Dataset excerpts
-------

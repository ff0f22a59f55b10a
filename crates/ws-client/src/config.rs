use std::time::Duration;

/// Construction-time configuration for one logical connection.
///
/// Everything has a default so callers can use struct-update syntax:
///
/// ```rust
/// use ws_client::ClientConfig;
///
/// let config = ClientConfig {
/// 	url: "ws://localhost".to_string(),
/// 	port: Some(8080),
/// 	auth_token: Some("opaque".to_string()),
/// 	..ClientConfig::default()
/// };
/// assert_eq!(config.endpoint(), "ws://localhost:8080");
/// ```
#[derive(Debug, Clone)]
pub struct ClientConfig {
	pub url: String,
	pub port: Option<u16>,
	pub protocols: Vec<String>,
	/// Fixed delay between reconnect attempts. Deliberately linear, not
	/// exponential.
	pub reconnect_interval: Duration,
	pub max_reconnect_attempts: u32,
	pub heartbeat_interval: Duration,
	/// Bounds the transport dial, the auth round-trip, and room join/leave
	/// acks.
	pub connection_timeout: Duration,
	pub message_queue_size: usize,
	/// Gates per-frame debug logging only; lifecycle logging is always on.
	pub enable_logging: bool,
	/// Opaque token forwarded in the auth handshake. When set, the
	/// connection is not `Connected` until the server acks with
	/// `auth_success`.
	pub auth_token: Option<String>,
	pub auto_reconnect: bool,
}

impl Default for ClientConfig {
	fn default() -> Self {
		Self {
			url: "ws://localhost".to_string(),
			port: None,
			protocols: Vec::new(),
			reconnect_interval: Duration::from_millis(5000),
			max_reconnect_attempts: 10,
			heartbeat_interval: Duration::from_millis(30_000),
			connection_timeout: Duration::from_millis(10_000),
			message_queue_size: 1000,
			enable_logging: false,
			auth_token: None,
			auto_reconnect: true,
		}
	}
}

impl ClientConfig {
	/// Endpoint string handed to the transport
	#[must_use]
	pub fn endpoint(&self) -> String {
		match self.port {
			Some(port) => format!("{}:{}", self.url, port),
			None => self.url.clone(),
		}
	}
}
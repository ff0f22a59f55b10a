pub mod actor;
pub mod config;
pub mod errors;
pub mod events;
pub mod metrics;
pub mod queue;
pub mod rooms;
pub mod router;
pub mod transport;

pub use actor::{ClientHandle, ConnectionInfo, ConnectionState};
pub use config::ClientConfig;
pub use errors::{ClientError, ErrorKind, SendOutcome};
pub use events::ClientEvent;
pub use metrics::PerformanceMetrics;
pub use queue::Priority;
pub use rooms::RoomSubscription;
pub use transport::{Transport, TransportFrame, TransportLink};
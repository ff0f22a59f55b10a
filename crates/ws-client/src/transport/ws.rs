use super::{Transport, TransportFrame, TransportLink};
use crate::errors::ClientError;
use async_trait::async_trait;
use futures_util::{SinkExt, StreamExt};
use std::sync::Arc;
use tokio::sync::{mpsc, Mutex};
use tokio_tungstenite::{connect_async, tungstenite::protocol::Message as TungsteniteMessage};
use tracing::{debug, warn};

const CHANNEL_CAPACITY: usize = 64;

/// WebSocket transport over tokio-tungstenite.
///
/// `connect` splits the stream and spawns a pump pair: a writer draining the
/// outbound channel into the sink, and a reader forwarding text frames to
/// the actor. Transport-level pings are answered at the pump; protocol-level
/// ping/pong (JSON messages) stay the actor's business.
#[derive(Debug, Default, Clone)]
pub struct WsTransport;

impl WsTransport {
	#[must_use]
	pub fn new() -> Self {
		Self
	}
}

#[async_trait]
impl Transport for WsTransport {
	async fn connect(&self, endpoint: &str) -> Result<TransportLink, ClientError> {
		let (ws_stream, _) = connect_async(endpoint)
			.await
			.map_err(|e| ClientError::connection_failed(format!("websocket dial failed: {e}")).with_context(endpoint.to_string()))?;

		let (sink, mut stream) = ws_stream.split();
		let sink = Arc::new(Mutex::new(sink));

		let (out_tx, mut out_rx) = mpsc::channel::<String>(CHANNEL_CAPACITY);
		let (in_tx, in_rx) = mpsc::channel::<TransportFrame>(CHANNEL_CAPACITY);

		let writer_sink = sink.clone();
		tokio::spawn(async move {
			while let Some(text) = out_rx.recv().await {
				let mut guard = writer_sink.lock().await;
				if let Err(e) = guard.send(TungsteniteMessage::Text(text.into())).await {
					warn!("websocket write failed: {e}");
					break;
				}
			}
			debug!("websocket writer pump ended");
		});

		tokio::spawn(async move {
			let reason = loop {
				match stream.next().await {
					Some(Ok(TungsteniteMessage::Text(text))) => {
						if in_tx.send(TransportFrame::Text(text.to_string())).await.is_err() {
							// Actor dropped the link; nothing left to deliver to.
							return;
						}
					}
					Some(Ok(TungsteniteMessage::Ping(payload))) => {
						let mut guard = sink.lock().await;
						let _ = guard.send(TungsteniteMessage::Pong(payload)).await;
					}
					Some(Ok(TungsteniteMessage::Close(frame))) => {
						break frame.map(|f| f.reason.to_string());
					}
					Some(Ok(_)) => {}
					Some(Err(e)) => break Some(e.to_string()),
					None => break None,
				}
			};

			let _ = in_tx.send(TransportFrame::Closed { reason }).await;
			debug!("websocket reader pump ended");
		});

		Ok(TransportLink {
			sender: out_tx,
			receiver: in_rx,
		})
	}
}
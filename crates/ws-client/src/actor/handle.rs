use crate::actor::command::Command;
use crate::actor::state::ConnectionInfo;
use crate::actor::ConnectionActor;
use crate::config::ClientConfig;
use crate::errors::{ClientError, SendOutcome};
use crate::events::ClientEvent;
use crate::metrics::PerformanceMetrics;
use crate::queue::Priority;
use crate::rooms::RoomSubscription;
use crate::transport::{ws::WsTransport, Transport};
use std::sync::Arc;
use tokio::sync::{mpsc, oneshot};
use uuid::Uuid;
use ws_messages::{Envelope, MessageType, Payload};

const COMMAND_CAPACITY: usize = 64;
const EVENT_CAPACITY: usize = 128;

/// Cloneable handle to one connection actor.
///
/// All operations go through the actor's command channel, so they are
/// serialized with inbound dispatch and timer handling. Operations that
/// await a server ack (`connect`, `join_room`) resolve when the ack arrives
/// or their timeout elapses; they never hang forever.
#[derive(Clone)]
pub struct ClientHandle {
	command_tx: mpsc::Sender<Command>,
	event_keep_alive: async_broadcast::InactiveReceiver<ClientEvent>,
}

impl ClientHandle {
	/// Spawn a connection actor with an injected transport
	#[must_use]
	pub fn spawn(config: ClientConfig, transport: Arc<dyn Transport>) -> Self {
		let (command_tx, command_rx) = mpsc::channel(COMMAND_CAPACITY);
		let (mut event_tx, event_rx) = async_broadcast::broadcast(EVENT_CAPACITY);
		event_tx.set_overflow(true);
		event_tx.set_await_active(false);
		let event_keep_alive = event_rx.deactivate();

		let actor = ConnectionActor::new(config, transport, command_rx, command_tx.clone(), event_tx);
		tokio::spawn(actor.run());

		Self { command_tx, event_keep_alive }
	}

	/// Spawn with the real WebSocket transport
	#[must_use]
	pub fn spawn_websocket(config: ClientConfig) -> Self {
		Self::spawn(config, Arc::new(WsTransport::new()))
	}

	/// Subscribe to lifecycle and error events. Each receiver gets its own
	/// cursor; slow receivers lose oldest events rather than blocking.
	#[must_use]
	pub fn events(&self) -> async_broadcast::Receiver<ClientEvent> {
		self.event_keep_alive.activate_cloned()
	}

	pub async fn connect(&self) -> Result<(), ClientError> {
		let (tx, rx) = oneshot::channel();
		self.command(Command::Connect { respond_to: tx }).await?;
		rx.await.map_err(|_| Self::actor_gone())?
	}

	/// Manual retry: resets the attempt counter and works even after
	/// automatic reconnection has given up.
	pub async fn reconnect(&self) -> Result<(), ClientError> {
		let (tx, rx) = oneshot::channel();
		self.command(Command::Reconnect { respond_to: tx }).await?;
		rx.await.map_err(|_| Self::actor_gone())?
	}

	/// Tear down the transport and timers, keeping queued messages for the
	/// next connect.
	pub async fn disconnect(&self) {
		let (tx, rx) = oneshot::channel();
		if self.command(Command::Disconnect { respond_to: tx }).await.is_ok() {
			let _ = rx.await;
		}
	}

	/// Terminal teardown: drops the queue and stops the actor
	pub async fn shutdown(&self) {
		let (tx, rx) = oneshot::channel();
		if self.command(Command::Shutdown { respond_to: tx }).await.is_ok() {
			let _ = rx.await;
		}
	}

	/// Send a message, queueing it when not connected. Chat payloads are
	/// validated before anything is enqueued.
	pub async fn send(&self, envelope: Envelope, priority: Priority) -> Result<SendOutcome, ClientError> {
		if let Payload::Chat(chat) = &envelope.payload {
			chat.validate()?;
		}

		let (tx, rx) = oneshot::channel();
		self.command(Command::Send { envelope, priority, respond_to: tx }).await?;
		rx.await.map_err(|_| Self::actor_gone())?
	}

	/// Join a room, resolving true once the server acks. Idempotent: joining
	/// a room twice resolves true immediately.
	pub async fn join_room(&self, room: impl Into<String>) -> bool {
		let (tx, rx) = oneshot::channel();
		let cmd = Command::JoinRoom { room: room.into(), respond_to: tx };
		if self.command(cmd).await.is_err() {
			return false;
		}
		rx.await.unwrap_or(false)
	}

	pub async fn leave_room(&self, room: impl Into<String>) -> bool {
		let (tx, rx) = oneshot::channel();
		let cmd = Command::LeaveRoom { room: room.into(), respond_to: tx };
		if self.command(cmd).await.is_err() {
			return false;
		}
		rx.await.unwrap_or(false)
	}

	pub async fn rooms(&self) -> Vec<RoomSubscription> {
		let (tx, rx) = oneshot::channel();
		if self.command(Command::Rooms { respond_to: tx }).await.is_err() {
			return Vec::new();
		}
		rx.await.unwrap_or_default()
	}

	/// Register a handler for one or more message types, optionally scoped
	/// to a room. An empty type list subscribes to everything, including
	/// server-introduced types the client does not know.
	pub async fn subscribe<F>(&self, types: Vec<MessageType>, room: Option<String>, handler: F) -> Result<Uuid, ClientError>
	where
		F: FnMut(&Envelope) -> Result<(), ClientError> + Send + Sync + 'static,
	{
		self.subscribe_inner(types, room, false, Box::new(handler)).await
	}

	/// Like `subscribe`, but auto-unsubscribes after the first dispatch
	pub async fn subscribe_once<F>(&self, types: Vec<MessageType>, room: Option<String>, handler: F) -> Result<Uuid, ClientError>
	where
		F: FnMut(&Envelope) -> Result<(), ClientError> + Send + Sync + 'static,
	{
		self.subscribe_inner(types, room, true, Box::new(handler)).await
	}

	async fn subscribe_inner(&self, types: Vec<MessageType>, room: Option<String>, once: bool, handler: crate::router::HandlerFn) -> Result<Uuid, ClientError> {
		let (tx, rx) = oneshot::channel();
		self
			.command(Command::Subscribe {
				types,
				room,
				once,
				handler,
				respond_to: tx,
			})
			.await?;
		rx.await.map_err(|_| Self::actor_gone())
	}

	/// Remove a subscription; false when the id is unknown or already gone
	pub async fn unsubscribe(&self, id: Uuid) -> bool {
		let (tx, rx) = oneshot::channel();
		if self.command(Command::Unsubscribe { id, respond_to: tx }).await.is_err() {
			return false;
		}
		rx.await.unwrap_or(false)
	}

	pub async fn info(&self) -> Result<ConnectionInfo, ClientError> {
		let (tx, rx) = oneshot::channel();
		self.command(Command::Info { respond_to: tx }).await?;
		rx.await.map_err(|_| Self::actor_gone())
	}

	pub async fn metrics(&self) -> Result<PerformanceMetrics, ClientError> {
		let (tx, rx) = oneshot::channel();
		self.command(Command::Metrics { respond_to: tx }).await?;
		rx.await.map_err(|_| Self::actor_gone())
	}

	pub async fn reset_metrics(&self) {
		let _ = self.command(Command::ResetMetrics).await;
	}

	async fn command(&self, command: Command) -> Result<(), ClientError> {
		self.command_tx.send(command).await.map_err(|_| Self::actor_gone())
	}

	fn actor_gone() -> ClientError {
		ClientError::connection_failed("connection actor is gone").fatal()
	}
}
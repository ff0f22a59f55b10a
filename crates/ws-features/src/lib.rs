pub mod chat;
pub mod events;
pub mod notifications;
pub mod presence;

pub use chat::{ChatAdapter, ChatEntry, ChatIdentity};
pub use events::{EventEntry, EventsAdapter};
pub use notifications::{NotificationEntry, NotificationsAdapter};
pub use presence::{PresenceAdapter, PresenceEntry};
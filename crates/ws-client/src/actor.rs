pub mod command;
pub mod handle;
pub mod state;

pub use handle::ClientHandle;
pub use state::{ConnectionInfo, ConnectionState};

use crate::config::ClientConfig;
use crate::errors::{ClientError, ErrorKind, SendOutcome};
use crate::events::ClientEvent;
use crate::metrics::PerformanceMetrics;
use crate::queue::{OutboundQueue, Priority};
use crate::rooms::RoomManager;
use crate::router::SubscriptionRouter;
use crate::transport::{Transport, TransportFrame, TransportLink};
use command::{Command, Internal};
use std::ops::ControlFlow;
use std::sync::Arc;
use std::time::{Duration, Instant};
use tokio::sync::{mpsc, oneshot};
use tokio::time::MissedTickBehavior;
use tokio_util::sync::CancellationToken;
use tracing::{debug, info, warn};
use ws_messages::{AuthRequestData, Envelope, MessageType, Payload, RoomRequestData};

/// Consecutive unanswered pings before the connection is declared dead
const MAX_MISSED_PONGS: u32 = 2;

/// Owns all mutable connection state. Runs as a single task; every state
/// transition, dispatch, and queue operation happens on this task, so no
/// locking is needed anywhere in the client.
pub struct ConnectionActor {
	config: ClientConfig,
	transport: Arc<dyn Transport>,
	command_rx: mpsc::Receiver<Command>,
	/// Clone handed to spawned dial/timer tasks so their outcomes come back
	/// through the same serialized command stream.
	command_tx: mpsc::Sender<Command>,
	event_tx: async_broadcast::Sender<ClientEvent>,

	info: ConnectionInfo,
	metrics: PerformanceMetrics,
	router: SubscriptionRouter,
	rooms: RoomManager,
	queue: OutboundQueue,
	link: Option<TransportLink>,

	connect_waiters: Vec<oneshot::Sender<Result<(), ClientError>>>,
	authenticating: bool,
	missed_pongs: u32,

	// Generation counters invalidate in-flight dials, handshake timeouts,
	// and retry timers on disconnect without tracking task handles.
	connect_generation: u64,
	auth_generation: u64,
	retry_generation: u64,
	ack_generation: u64,

	shutdown_token: CancellationToken,
}
use chrono::{DateTime, Utc};
use std::collections::VecDeque;
use std::sync::{Arc, Mutex, PoisonError};
use uuid::Uuid;
use ws_client::{ClientError, ClientHandle};
use ws_messages::{Envelope, EventAction, EventUpdateData, MessageId, MessageType, Payload};

/// Event updates kept locally before the oldest is evicted
const DEFAULT_CACHE_CAPACITY: usize = 25;

#[derive(Debug, Clone)]
pub struct EventEntry {
	pub id: MessageId,
	pub data: EventUpdateData,
	pub received_at: DateTime<Utc>,
	/// Reminder was shown/acknowledged locally
	pub acknowledged: bool,
}

/// Community-event updates and reminders over the client handle
pub struct EventsAdapter {
	handle: ClientHandle,
	cache: Arc<Mutex<VecDeque<EventEntry>>>,
	subscription: Uuid,
}

impl EventsAdapter {
	pub async fn attach(handle: ClientHandle) -> Result<Self, ClientError> {
		Self::attach_with_capacity(handle, DEFAULT_CACHE_CAPACITY).await
	}

	pub async fn attach_with_capacity(handle: ClientHandle, capacity: usize) -> Result<Self, ClientError> {
		let cache: Arc<Mutex<VecDeque<EventEntry>>> = Arc::new(Mutex::new(VecDeque::new()));

		let sink = cache.clone();
		let subscription = handle
			.subscribe(vec![MessageType::EventUpdate, MessageType::EventReminder], None, move |envelope| {
				if let Payload::Event(data) = &envelope.payload {
					let mut cache = sink.lock().unwrap_or_else(PoisonError::into_inner);
					cache.push_back(EventEntry {
						id: envelope.id.clone(),
						data: data.clone(),
						received_at: Utc::now(),
						acknowledged: false,
					});
					while cache.len() > capacity {
						cache.pop_front();
					}
				}
				Ok(())
			})
			.await?;

		Ok(Self { handle, cache, subscription })
	}

	/// Mark every cached reminder for an event as seen. Local bookkeeping
	/// only; the server does not track reminder acks.
	pub fn ack_reminder(&self, event_id: &str) -> usize {
		let mut cache = self.cache.lock().unwrap_or_else(PoisonError::into_inner);
		let mut acked = 0;
		for entry in cache.iter_mut() {
			if entry.data.event_id == event_id && entry.data.action == EventAction::Reminder && !entry.acknowledged {
				entry.acknowledged = true;
				acked += 1;
			}
		}
		acked
	}

	/// Pending reminders, oldest first
	#[must_use]
	pub fn pending_reminders(&self) -> Vec<EventEntry> {
		self
			.cache
			.lock()
			.unwrap_or_else(PoisonError::into_inner)
			.iter()
			.filter(|entry| entry.data.action == EventAction::Reminder && !entry.acknowledged)
			.cloned()
			.collect()
	}

	/// Snapshot of all cached event activity, oldest first
	#[must_use]
	pub fn recent(&self) -> Vec<EventEntry> {
		self.cache.lock().unwrap_or_else(PoisonError::into_inner).iter().cloned().collect()
	}

	/// Register an application callback for event updates
	pub async fn on_event<F>(&self, mut callback: F) -> Result<Uuid, ClientError>
	where
		F: FnMut(&Envelope) + Send + Sync + 'static,
	{
		self
			.handle
			.subscribe(vec![MessageType::EventUpdate, MessageType::EventReminder], None, move |envelope| {
				callback(envelope);
				Ok(())
			})
			.await
	}

	pub async fn detach(&self) {
		let _ = self.handle.unsubscribe(self.subscription).await;
	}
}
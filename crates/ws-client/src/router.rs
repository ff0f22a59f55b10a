use crate::errors::ClientError;
use tracing::debug;
use uuid::Uuid;
use ws_messages::{Envelope, MessageType};

/// Handler invoked for each matching inbound message. An `Err` is isolated
/// and reported; it never stops dispatch to the remaining handlers.
pub type HandlerFn = Box<dyn FnMut(&Envelope) -> Result<(), ClientError> + Send + Sync>;

pub struct Subscription {
	pub id: Uuid,
	/// Empty list means wildcard: every inbound message matches
	types: Vec<MessageType>,
	room: Option<String>,
	once: bool,
	handler: HandlerFn,
}

impl Subscription {
	fn matches(&self, envelope: &Envelope) -> bool {
		let type_ok = self.types.is_empty() || self.types.contains(&envelope.message_type);
		let room_ok = match &self.room {
			Some(room) => envelope.room.as_deref() == Some(room.as_str()),
			None => true,
		};
		type_ok && room_ok
	}
}

/// In-process pub/sub dispatch: inbound messages fan out to registered
/// handlers by type and optional room scope, in registration order.
#[derive(Default)]
pub struct SubscriptionRouter {
	subscriptions: Vec<Subscription>,
}

impl SubscriptionRouter {
	#[must_use]
	pub fn new() -> Self {
		Self { subscriptions: Vec::new() }
	}

	pub fn subscribe(&mut self, types: Vec<MessageType>, room: Option<String>, once: bool, handler: HandlerFn) -> Uuid {
		let id = Uuid::new_v4();
		self.subscriptions.push(Subscription { id, types, room, once, handler });
		id
	}

	/// Remove a subscription. Returns whether it existed; removing twice is
	/// safe and returns false the second time.
	pub fn unsubscribe(&mut self, id: Uuid) -> bool {
		let before = self.subscriptions.len();
		self.subscriptions.retain(|s| s.id != id);
		self.subscriptions.len() != before
	}

	#[must_use]
	pub fn len(&self) -> usize {
		self.subscriptions.len()
	}

	#[must_use]
	pub fn is_empty(&self) -> bool {
		self.subscriptions.is_empty()
	}

	/// Dispatch one message to every matching handler in registration order.
	///
	/// `once` subscriptions are removed after their invocation completes, so
	/// a handler cannot re-fire during its own invocation. Handler failures
	/// are collected for the caller to report; dispatch always continues.
	pub fn dispatch(&mut self, envelope: &Envelope) -> Vec<ClientError> {
		let mut failures = Vec::new();
		let mut fired_once = Vec::new();

		for subscription in &mut self.subscriptions {
			if !subscription.matches(envelope) {
				continue;
			}

			if let Err(err) = (subscription.handler)(envelope) {
				debug!(subscription = %subscription.id, error = %err, "handler failed during dispatch");
				failures.push(err.with_context(format!("handler {} for {}", subscription.id, envelope.message_type)));
			}

			if subscription.once {
				fired_once.push(subscription.id);
			}
		}

		if !fired_once.is_empty() {
			self.subscriptions.retain(|s| !fired_once.contains(&s.id));
		}

		failures
	}
}
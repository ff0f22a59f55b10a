use chrono::{DateTime, Utc};
use std::collections::VecDeque;
use std::sync::{Arc, Mutex, PoisonError};
use uuid::Uuid;
use ws_client::{ClientError, ClientHandle, Priority, SendOutcome};
use ws_messages::{Envelope, MessageId, MessageType, NotificationData, Payload, ReceiptData};

/// Notifications kept locally before the oldest is evicted
const DEFAULT_FEED_CAPACITY: usize = 50;

#[derive(Debug, Clone)]
pub struct NotificationEntry {
	pub id: MessageId,
	pub data: NotificationData,
	pub received_at: DateTime<Utc>,
	pub read: bool,
}

/// Notification feed over the client handle. Announcements fold into the
/// same feed; the cache is bounded and independent of server history.
pub struct NotificationsAdapter {
	handle: ClientHandle,
	feed: Arc<Mutex<VecDeque<NotificationEntry>>>,
	subscription: Uuid,
}

impl NotificationsAdapter {
	pub async fn attach(handle: ClientHandle) -> Result<Self, ClientError> {
		Self::attach_with_capacity(handle, DEFAULT_FEED_CAPACITY).await
	}

	pub async fn attach_with_capacity(handle: ClientHandle, capacity: usize) -> Result<Self, ClientError> {
		let feed: Arc<Mutex<VecDeque<NotificationEntry>>> = Arc::new(Mutex::new(VecDeque::new()));

		let sink = feed.clone();
		let subscription = handle
			.subscribe(vec![MessageType::Notification, MessageType::Announcement], None, move |envelope| {
				if let Payload::Notification(data) = &envelope.payload {
					let mut feed = sink.lock().unwrap_or_else(PoisonError::into_inner);
					feed.push_back(NotificationEntry {
						id: envelope.id.clone(),
						data: data.clone(),
						received_at: Utc::now(),
						read: data.read.unwrap_or(false),
					});
					while feed.len() > capacity {
						feed.pop_front();
					}
				}
				Ok(())
			})
			.await?;

		Ok(Self { handle, feed, subscription })
	}

	/// Flip the local read flag and ack it to the server
	pub async fn mark_read(&self, id: &MessageId) -> Result<SendOutcome, ClientError> {
		{
			let mut feed = self.feed.lock().unwrap_or_else(PoisonError::into_inner);
			for entry in feed.iter_mut() {
				if entry.id == *id {
					entry.read = true;
				}
			}
		}

		let envelope = Envelope::new(MessageType::MessageRead, Payload::Receipt(ReceiptData { message_id: id.to_string() }));
		self.handle.send(envelope, Priority::Low).await
	}

	/// Remove a dismissible notification locally; false when it is missing
	/// or not dismissible.
	pub fn dismiss(&self, id: &MessageId) -> bool {
		let mut feed = self.feed.lock().unwrap_or_else(PoisonError::into_inner);
		let before = feed.len();
		feed.retain(|entry| entry.id != *id || !entry.data.dismissible);
		feed.len() != before
	}

	#[must_use]
	pub fn unread_count(&self) -> usize {
		self.feed.lock().unwrap_or_else(PoisonError::into_inner).iter().filter(|entry| !entry.read).count()
	}

	/// Snapshot of the feed, oldest first
	#[must_use]
	pub fn recent(&self) -> Vec<NotificationEntry> {
		self.feed.lock().unwrap_or_else(PoisonError::into_inner).iter().cloned().collect()
	}

	/// Register an application callback for incoming notifications
	pub async fn on_notification<F>(&self, mut callback: F) -> Result<Uuid, ClientError>
	where
		F: FnMut(&Envelope) + Send + Sync + 'static,
	{
		self
			.handle
			.subscribe(vec![MessageType::Notification, MessageType::Announcement], None, move |envelope| {
				callback(envelope);
				Ok(())
			})
			.await
	}

	pub async fn detach(&self) {
		let _ = self.handle.unsubscribe(self.subscription).await;
	}
}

-------

What this task involves
Only the number should be given: the count of lines above that hold the word "ended".

Task answer
2